BRIEF
Go through the lines below one by one and count those holding the string "derive". Give the count alone.

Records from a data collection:
-=-=-
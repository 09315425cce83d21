use sea_orm::entity::prelude::*;

// product_id is a plain column, not a foreign key: the snapshot must
// survive later catalog edits and deletes.
#[derive(Clone, Debug, PartialEq, DeriveEntityModel)]
#[sea_orm(table_name = "order_items")]
pub struct Model {
    #[sea_orm(primary_key)]
    pub id: Uuid,
    pub order_id: Uuid,
    pub product_id: Uuid,
    pub name: String,
    pub price: i64,
    pub quantity: i32,
    pub image: Option<String>,
    pub created_at: DateTimeWithTimeZone,
}

#[derive(Copy, Clone, Debug, EnumIter, DeriveRelation)]
pub enum Relation {
    #[sea_orm(
        belongs_to = "super::orders::Entity",
        from = "Column::OrderId",
        to = "super::orders::Column::Id"
    )]
    Orders,
}

impl Related<super::orders::Entity> for Entity {
    fn to() -> RelationDef {
        Relation::Orders.def()
    }
}

impl ActiveModelBehavior for ActiveModel {}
-=-=-
RESULT OF THIS EXERCISE
2